The Mercury News

Oakland releases details of grisly fire investigat­ion

- By Thomas Peele and David DeBolt tpeele@bayareanew­sgroup.com and ddebolt@bayareanew­sgroup.com Contact Thomas Peele at 510-208-6458 and David DeBolt at 510-208-6453.

Seven of them were huddled next to a couch on the second floor. Another was just 10 feet from the front door. Eight others were found together wrapped in a rug, apparently having fallen all at once when the floor under them collapsed. They, like all the other victims of the Ghost Ship warehouse fire, died of smoke inhalation, their lungs and airways clogged with soot.

Harrowing details of how the 36 victims of the Dec. 2 fire struggled to live emerged late Monday when the city released a longawaite­d 50-page report on the deadliest fire in modern California history. The document, compiled by the Oakland fire department, the federal Bureau of Alcohol, Tobacco and Firearms and the Alameda County Arson Task Force, provides new details on how the inferno burned and the harrowing recovery efforts.

Like the eight victims whose bodies were found in the rug, another 17 people were found in the rubble of the collapsed second floor where minutes before their death they had been dancing. Only two victims were on the first floor when the fire started and spread widely, fueled by everything from piles of wood to camping trailers left inside to furniture, according to the report.

At one point, some victims may have turned around while trying to escape down a makeshift wooden staircase, fearing it would collapse. Survivor Aaron Marin yelled “Kitchen! Kitchen!” trying to get people to follow him to a second floor window through which he eventually jumped and escaped.
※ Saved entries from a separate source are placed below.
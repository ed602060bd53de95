//! Client-side message list with in-place editing.
//!
//! Each message is either displayed or being edited, and at most one is being
//! edited at a time. Nothing here touches the network; the list is sent as-is
//! on the next submission.

use crate::parser::parse_content;
use crate::state::{ChatRole, ChatTurn};

#[derive(Debug, Clone, PartialEq, Eq)]
struct EditSession {
    index: usize,
    buffer: String,
}

#[derive(Debug, Clone, Default, PartialEq, Eq)]
pub struct Conversation {
    turns: Vec<ChatTurn>,
    editing: Option<EditSession>,
}

impl Conversation {
    pub fn new() -> Self {
        Self::default()
    }

    pub fn from_turns(turns: Vec<ChatTurn>) -> Self {
        Self {
            turns,
            editing: None,
        }
    }

    pub fn turns(&self) -> &[ChatTurn] {
        &self.turns
    }

    pub fn len(&self) -> usize {
        self.turns.len()
    }

    pub fn is_empty(&self) -> bool {
        self.turns.is_empty()
    }

    pub fn get(&self, index: usize) -> Option<&ChatTurn> {
        self.turns.get(index)
    }

    pub fn last(&self) -> Option<&ChatTurn> {
        self.turns.last()
    }

    pub fn push(&mut self, turn: ChatTurn) {
        self.turns.push(turn);
    }

    /// Append streamed text to the trailing assistant turn, starting one if
    /// the conversation doesn't end with an assistant turn yet.
    pub fn append_assistant_text(&mut self, text: &str) {
        match self.turns.last_mut() {
            Some(turn) if turn.role == ChatRole::Assistant => turn.content.push_str(text),
            _ => self.turns.push(ChatTurn::assistant(text)),
        }
    }

    /// Index of the message currently being edited
    pub fn editing_index(&self) -> Option<usize> {
        self.editing.as_ref().map(|e| e.index)
    }

    pub fn is_editing(&self, index: usize) -> bool {
        self.editing_index() == Some(index)
    }

    pub fn edit_buffer(&self) -> Option<&str> {
        self.editing.as_ref().map(|e| e.buffer.as_str())
    }

    pub fn edit_buffer_mut(&mut self) -> Option<&mut String> {
        self.editing.as_mut().map(|e| &mut e.buffer)
    }

    /// display → editing. Seeds the edit buffer with the message's display
    /// text, replacing any other edit in progress. Any reasoning block is not
    /// part of the buffer, so saving drops it.
    pub fn start_edit(&mut self, index: usize) -> bool {
        match self.turns.get(index) {
            Some(turn) => {
                self.editing = Some(EditSession {
                    index,
                    buffer: parse_content(&turn.content).display_text,
                });
                true
            }
            None => false,
        }
    }

    /// editing → display, committing the buffer over the old content.
    /// Returns the index that was saved.
    pub fn save_edit(&mut self) -> Option<usize> {
        let session = self.editing.take()?;
        let turn = self.turns.get_mut(session.index)?;
        turn.content = session.buffer;
        Some(session.index)
    }

    /// editing → display, discarding the buffer
    pub fn cancel_edit(&mut self) {
        self.editing = None;
    }

    /// Remove a message by position; later messages shift down by one.
    pub fn delete(&mut self, index: usize) -> Option<ChatTurn> {
        if index >= self.turns.len() {
            return None;
        }

        if let Some(editing) = self.editing_index() {
            if editing == index {
                self.editing = None;
            } else if let Some(session) = self.editing.as_mut().filter(|_| editing > index) {
                session.index -= 1;
            }
        }

        Some(self.turns.remove(index))
    }

    pub fn clear(&mut self) {
        self.turns.clear();
        self.editing = None;
    }
}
But having visited the warehouse before, he had knowledge of the building that others lacked. No one followed him. The report provided details about what investigat­ors searched for in their efforts to pinpoint what started the inferno, but does not identify a cause, ruling it inconclusi­ve. The city posted the report without comment on its website Monday afternoon.

The report details extensive damage to the building’s electrical system, including two breaker boxes and a web of extension cords, that stymied investigat­ors who have ruled the inferno’s cause cannot be exactly determined.

It could have been started by an electrical failure, the report states, but the investigat­ors were also unable to rule out candles, incense or smoking materials and an open flame as possible causes.

A retired fire investigat­or said given how badly the building burned, it isn’t surprising an exact cause is elusive.

“The day after the fire I realized it was going to be an absolute nightmare to figure out even the origin of the fire,” said John DeHaan, an independen­t fire investigat­or who spent nearly three decades as a criminalis­t focused on fire and explosion evidence. He added finding the cause “would be almost impossible because of the apparent nightmare of the improvised wiring.”

The fire appeared to burn heavier a few feet off the ground on the first floor, damaging the upper portions of a refrigerat­or more severely than its lower sections, investigat­ors found.

A week after the fire investigat­ors examined how power was supplied to the Ghost Ship. They concluded the main subpanel for the warehouse was next door, in a rear room inside Omar Vega’s auto body shop. There, they found two 50amp circuit breakers “in the tripped or center position.”

“Handwritin­g on the inside of the panel door identified these as ‘Satya Yuga Main s’ (sic) and Satya Yuga Upstairs,’ “according to the fire report. That’s a name that Derick Almena, the Ghost Ship’s master tenant, sometimes called the art collective.

Almena and the collective’s creative director, Max Harris, are charged with 36 counts of involuntar­y manslaught­er in Alameda County Superior Court. Prosecutor­s charge the men knowingly created a fire trap and invited the public inside. Lawyers for the two men say their clients are being used as scapegoats and say the building owner Chor Ng should be facing criminal charges.

Ng, Almena and PG&E, are named in a wrongful death lawsuit that is in its early stages.

“Of course, we’d like to have them say what the cause of the fire is but we also have our experts and they are not done with their analysis,” said Mary Alexander, the lead attorney for the victim’s families.

The document details why, when the blaze was out, it took days to remove the bodies. Investigat­ors shifted slowly through statues, mobile homes, mannequins, and mounds of furniture, all mixed together with what fell from above.

The top steps had collapsed, the report states, and “the bottom steps to the mid-section of the staircase were intact.”